§ **Task prompt**
If a line in the data contains "fired", copy it out.

=== Dataset content ===

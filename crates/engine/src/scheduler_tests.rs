// SPDX-License-Identifier: BUSL-1.1
// Copyright (c) 2026 Alfred Jean LLC

use super::*;
use parking_lot::Mutex;
use std::sync::Arc;
use ty_core::{Recurrence, TaskConfig};

fn store() -> Store {
    let dir = tempfile::tempdir().unwrap();
    Store::open(dir.path().to_path_buf()).unwrap()
}

#[derive(Default, Clone)]
struct RecordingHooks {
    launched: Arc<Mutex<Vec<TaskId>>>,
    reaps: Arc<Mutex<u32>>,
    reconciles: Arc<Mutex<u32>>,
}

#[async_trait]
impl SchedulerHooks for RecordingHooks {
    async fn launch(&self, task_id: TaskId) {
        self.launched.lock().push(task_id);
    }

    async fn idle_reap_sweep(&self) {
        *self.reaps.lock() += 1;
    }

    async fn reconcile(&self) {
        *self.reconciles.lock() += 1;
    }
}

#[test]
fn promote_queued_respects_concurrency_limit() {
    let store = store();
    let a = store.create_task(TaskConfig::default()).unwrap();
    let b = store.create_task(TaskConfig::default()).unwrap();
    store.queue_task(a.id).unwrap();
    store.queue_task(b.id).unwrap();

    let promoted = promote_queued(&store, 1).unwrap();
    assert_eq!(promoted, vec![a.id]);
    assert_eq!(store.get_task(a.id).unwrap().status, TaskStatus::Processing);
    assert_eq!(store.get_task(b.id).unwrap().status, TaskStatus::Queued);
}

#[test]
fn promote_queued_accounts_for_already_processing_tasks() {
    let store = store();
    let a = store.create_task(TaskConfig::default()).unwrap();
    store.queue_task(a.id).unwrap();
    store.mark_processing(a.id).unwrap();
    let b = store.create_task(TaskConfig::default()).unwrap();
    store.queue_task(b.id).unwrap();

    let promoted = promote_queued(&store, 1).unwrap();
    assert!(promoted.is_empty());
}

#[test]
fn fire_scheduled_triggers_queues_due_backlog_tasks() {
    let store = store();
    let task = store.create_task(TaskConfig::default()).unwrap();
    let now = Utc::now();
    store
        .update_task(task.id, TaskPatch { scheduled_at: Some(Some(now - chrono::Duration::minutes(1))), ..Default::default() })
        .unwrap();

    let fired = fire_scheduled_triggers(&store, now).unwrap();
    assert_eq!(fired, vec![task.id]);
    let task = store.get_task(task.id).unwrap();
    assert_eq!(task.status, TaskStatus::Queued);
    assert!(task.scheduled_at.is_none());
}

#[test]
fn fire_scheduled_triggers_ignores_future_times() {
    let store = store();
    let task = store.create_task(TaskConfig::default()).unwrap();
    let now = Utc::now();
    store
        .update_task(task.id, TaskPatch { scheduled_at: Some(Some(now + chrono::Duration::hours(1))), ..Default::default() })
        .unwrap();

    assert!(fire_scheduled_triggers(&store, now).unwrap().is_empty());
}

#[test]
fn requeue_recurring_reenters_processing_and_computes_next_occurrence() {
    let store = store();
    let task = store
        .create_task(TaskConfig {
            recurrence: Some(Recurrence("0 * * * *".into())),
            ..Default::default()
        })
        .unwrap();
    store.queue_task(task.id).unwrap();
    store.mark_processing(task.id).unwrap();
    store.complete_task(task.id, "done").unwrap();

    let now = Utc::now();
    let requeued = requeue_recurring(&store, now).unwrap();
    assert_eq!(requeued, vec![task.id]);
    let task = store.get_task(task.id).unwrap();
    assert_eq!(task.status, TaskStatus::Processing);
    assert!(task.scheduled_at.is_some());
}

#[test]
fn requeue_recurring_skips_tasks_not_yet_due() {
    let store = store();
    let task = store
        .create_task(TaskConfig {
            recurrence: Some(Recurrence("0 * * * *".into())),
            ..Default::default()
        })
        .unwrap();
    store.queue_task(task.id).unwrap();
    store.mark_processing(task.id).unwrap();
    store.complete_task(task.id, "done").unwrap();
    store
        .update_task(task.id, TaskPatch { scheduled_at: Some(Some(Utc::now() + chrono::Duration::hours(1))), ..Default::default() })
        .unwrap();

    assert!(requeue_recurring(&store, Utc::now()).unwrap().is_empty());
}

#[tokio::test]
async fn tick_launches_promoted_tasks_and_sweeps_idle() {
    let store = store();
    let task = store.create_task(TaskConfig::default()).unwrap();
    store.queue_task(task.id).unwrap();

    let hooks = RecordingHooks::default();
    tick(&store, 1, &hooks).await;

    assert_eq!(hooks.launched.lock().clone(), vec![task.id]);
    assert_eq!(*hooks.reaps.lock(), 1);
}
// SPDX-License-Identifier: BUSL-1.1
// Copyright (c) 2026 Alfred Jean LLC

// Allow panic!/unwrap/expect in test code
#![cfg_attr(test, allow(clippy::panic))]
#![cfg_attr(test, allow(clippy::unwrap_used))]
#![cfg_attr(test, allow(clippy::expect_used))]

//! Event-sourced storage: a JSONL write-ahead log of `ty_core::Event`s, an
//! in-memory `MaterializedState` rebuilt by replay, periodic compressed
//! snapshots, and the `Store` facade the rest of the engine talks to.

mod checkpoint;
mod migration;
mod snapshot;
mod state;
mod store;
mod wal;

pub use checkpoint::{
    load_snapshot, CheckpointError, CheckpointHandle, CheckpointResult, CheckpointWriter,
    Checkpointer, FsCheckpointWriter,
};
pub use migration::{Migration, MigrationError, MigrationRegistry};
pub use snapshot::{Snapshot, SnapshotError, CURRENT_SNAPSHOT_VERSION};
pub use state::MaterializedState;
pub use store::{Store, StoreError, TaskFilter, TaskPatch};
pub use wal::{Wal, WalEntry, WalError};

===

§ **Exercise answer**
    let fired = fire_scheduled_triggers(&store, now).unwrap();
    assert_eq!(fired, vec![task.id]);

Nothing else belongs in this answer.